### Input for this task

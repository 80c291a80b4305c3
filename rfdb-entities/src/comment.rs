use crate::{id::*, time::*};

/// Depth of a comment within its reply tree.
///
/// Top-level comments are on layer 1, replies one layer below
/// their parent.
#[derive(Debug, Clone, Copy, PartialEq, Eq, PartialOrd, Ord, Hash)]
pub struct Layer(u16);

impl Layer {
    pub const TOP: Self = Self(1);

    pub const fn new(value: u16) -> Self {
        Self(value)
    }

    pub const fn value(self) -> u16 {
        self.0
    }

    pub fn is_top(self) -> bool {
        self == Self::TOP
    }

    /// The layer of a reply to a comment on this layer.
    pub fn next(self) -> Self {
        Self(self.0.saturating_add(1))
    }

    /// Like [`Layer::next`], but `None` on the deepest layer.
    pub fn checked_next(self) -> Option<Self> {
        self.0.checked_add(1).map(Self)
    }
}

impl Default for Layer {
    fn default() -> Self {
        Self::TOP
    }
}

impl From<u16> for Layer {
    fn from(from: u16) -> Self {
        Self(from)
    }
}

impl From<Layer> for u16 {
    fn from(from: Layer) -> Self {
        from.0
    }
}

#[rustfmt::skip]
#[derive(Debug, Clone, PartialEq, Eq)]
pub struct Comment {
    pub id            : Id,
    pub restaurant_id : Id,
    pub author_id     : Id,
    pub text          : String,
    // None for top-level comments
    pub reply_to      : Option<Id>,
    pub layer         : Layer,
    pub created_at    : Timestamp,
}

/// A comment that has not been stored yet.
///
/// The id is assigned by the store.
#[rustfmt::skip]
#[derive(Debug, Clone, PartialEq, Eq)]
pub struct NewComment {
    pub restaurant_id : Id,
    pub author_id     : Id,
    pub text          : String,
    pub reply_to      : Option<Id>,
    pub layer         : Layer,
    pub created_at    : Timestamp,
}

impl NewComment {
    pub fn into_comment(self, id: Id) -> Comment {
        let Self {
            restaurant_id,
            author_id,
            text,
            reply_to,
            layer,
            created_at,
        } = self;
        Comment {
            id,
            restaurant_id,
            author_id,
            text,
            reply_to,
            layer,
            created_at,
        }
    }
}
pub mod prelude {
    pub use rfdb_core::{
        entities::*,
        repositories::*,
        thread::{AnnotatedComment, ThreadConfig},
        usecases,
    };

    pub mod sqlite {
        pub use super::super::super::sqlite::*;
    }

    pub use crate::prelude as flows;

    pub struct BackendFixture {
        pub db_connections: sqlite::Connections,
    }

    impl BackendFixture {
        pub fn new() -> Self {
            let _ = env_logger::builder().is_test(true).try_init();
            let db_connections = sqlite::Connections::init(":memory:", 1).unwrap();
            rfdb_db_sqlite::run_embedded_database_migrations(db_connections.exclusive().unwrap())
                .unwrap();
            Self { db_connections }
        }

        pub fn create_user(&self, email: &str, role: Role) -> Id {
            flows::create_user(
                &self.db_connections,
                NewUser {
                    name: email.split('@').next().unwrap_or_default().into(),
                    email: email.into(),
                    role,
                },
            )
            .unwrap()
            .id
        }

        pub fn try_get_user(&self, id: Id) -> Option<User> {
            self.db_connections
                .shared()
                .unwrap()
                .try_get_user(id)
                .unwrap()
        }

        pub fn create_restaurant(&self, name: &str) -> Id {
            flows::create_restaurant(&self.db_connections, name)
                .unwrap()
                .id
        }

        pub fn post_comment(&self, restaurant_id: Id, author_id: Id, text: &str) -> Id {
            flows::post_comment(
                &self.db_connections,
                usecases::PostComment {
                    restaurant_id,
                    author_id,
                    text: text.into(),
                },
            )
            .unwrap()
            .id
        }

        pub fn reply(&self, restaurant_id: Id, parent_id: Id, author_id: Id, text: &str) -> Id {
            flows::reply_to_comment(
                &self.db_connections,
                usecases::ReplyToComment {
                    restaurant_id,
                    parent_id,
                    author_id,
                    text: text.into(),
                },
            )
            .unwrap()
            .id
        }

        pub fn load_comment(&self, id: Id) -> Comment {
            self.db_connections
                .shared()
                .unwrap()
                .load_comment(id)
                .unwrap()
        }

        pub fn load_thread(&self, restaurant_id: Id, viewer_id: Option<Id>) -> Vec<AnnotatedComment> {
            flows::load_comment_thread(
                &self.db_connections,
                restaurant_id,
                viewer_id,
                &ThreadConfig::default(),
            )
            .unwrap()
        }
    }
}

######

## Requirement
Could you return all the data above exactly as it appears?

## Final answer
repository 80c291a80b4305c3
filename rfdb-entities/src/comment.rs
use crate::{id::*, time::*};

/// Depth of a comment within its reply tree.
///
/// Top-level comments are on layer 1, replies one layer below
/// their parent.
#[derive(Debug, Clone, Copy, PartialEq, Eq, PartialOrd, Ord, Hash)]
pub struct Layer(u16);

impl Layer {
    pub const TOP: Self = Self(1);

    pub const fn new(value: u16) -> Self {
        Self(value)
    }

    pub const fn value(self) -> u16 {
        self.0
    }

    pub fn is_top(self) -> bool {
        self == Self::TOP
    }

    /// The layer of a reply to a comment on this layer.
    pub fn next(self) -> Self {
        Self(self.0.saturating_add(1))
    }

    /// Like [`Layer::next`], but `None` on the deepest layer.
    pub fn checked_next(self) -> Option<Self> {
        self.0.checked_add(1).map(Self)
    }
}

impl Default for Layer {
    fn default() -> Self {
        Self::TOP
    }
}

impl From<u16> for Layer {
    fn from(from: u16) -> Self {
        Self(from)
    }
}

impl From<Layer> for u16 {
    fn from(from: Layer) -> Self {
        from.0
    }
}

#[rustfmt::skip]
#[derive(Debug, Clone, PartialEq, Eq)]
pub struct Comment {
    pub id            : Id,
    pub restaurant_id : Id,
    pub author_id     : Id,
    pub text          : String,
    // None for top-level comments
    pub reply_to      : Option<Id>,
    pub layer         : Layer,
    pub created_at    : Timestamp,
}

/// A comment that has not been stored yet.
///
/// The id is assigned by the store.
#[rustfmt::skip]
#[derive(Debug, Clone, PartialEq, Eq)]
pub struct NewComment {
    pub restaurant_id : Id,
    pub author_id     : Id,
    pub text          : String,
    pub reply_to      : Option<Id>,
    pub layer         : Layer,
    pub created_at    : Timestamp,
}

impl NewComment {
    pub fn into_comment(self, id: Id) -> Comment {
        let Self {
            restaurant_id,
            author_id,
            text,
            reply_to,
            layer,
            created_at,
        } = self;
        Comment {
            id,
            restaurant_id,
            author_id,
            text,
            reply_to,
            layer,
            created_at,
        }
    }
}
pub mod prelude {
    pub use rfdb_core::{
        entities::*,
        repositories::*,
        thread::{AnnotatedComment, ThreadConfig},
        usecases,
    };

    pub mod sqlite {
        pub use super::super::super::sqlite::*;
    }

    pub use crate::prelude as flows;

    pub struct BackendFixture {
        pub db_connections: sqlite::Connections,
    }

    impl BackendFixture {
        pub fn new() -> Self {
            let _ = env_logger::builder().is_test(true).try_init();
            let db_connections = sqlite::Connections::init(":memory:", 1).unwrap();
            rfdb_db_sqlite::run_embedded_database_migrations(db_connections.exclusive().unwrap())
                .unwrap();
            Self { db_connections }
        }

        pub fn create_user(&self, email: &str, role: Role) -> Id {
            flows::create_user(
                &self.db_connections,
                NewUser {
                    name: email.split('@').next().unwrap_or_default().into(),
                    email: email.into(),
                    role,
                },
            )
            .unwrap()
            .id
        }

        pub fn try_get_user(&self, id: Id) -> Option<User> {
            self.db_connections
                .shared()
                .unwrap()
                .try_get_user(id)
                .unwrap()
        }

        pub fn create_restaurant(&self, name: &str) -> Id {
            flows::create_restaurant(&self.db_connections, name)
                .unwrap()
                .id
        }

        pub fn post_comment(&self, restaurant_id: Id, author_id: Id, text: &str) -> Id {
            flows::post_comment(
                &self.db_connections,
                usecases::PostComment {
                    restaurant_id,
                    author_id,
                    text: text.into(),
                },
            )
            .unwrap()
            .id
        }

        pub fn reply(&self, restaurant_id: Id, parent_id: Id, author_id: Id, text: &str) -> Id {
            flows::reply_to_comment(
                &self.db_connections,
                usecases::ReplyToComment {
                    restaurant_id,
                    parent_id,
                    author_id,
                    text: text.into(),
                },
            )
            .unwrap()
            .id
        }

        pub fn load_comment(&self, id: Id) -> Comment {
            self.db_connections
                .shared()
                .unwrap()
                .load_comment(id)
                .unwrap()
        }

        pub fn load_thread(&self, restaurant_id: Id, viewer_id: Option<Id>) -> Vec<AnnotatedComment> {
            flows::load_comment_thread(
                &self.db_connections,
                restaurant_id,
                viewer_id,
                &ThreadConfig::default(),
            )
            .unwrap()
        }
    }
}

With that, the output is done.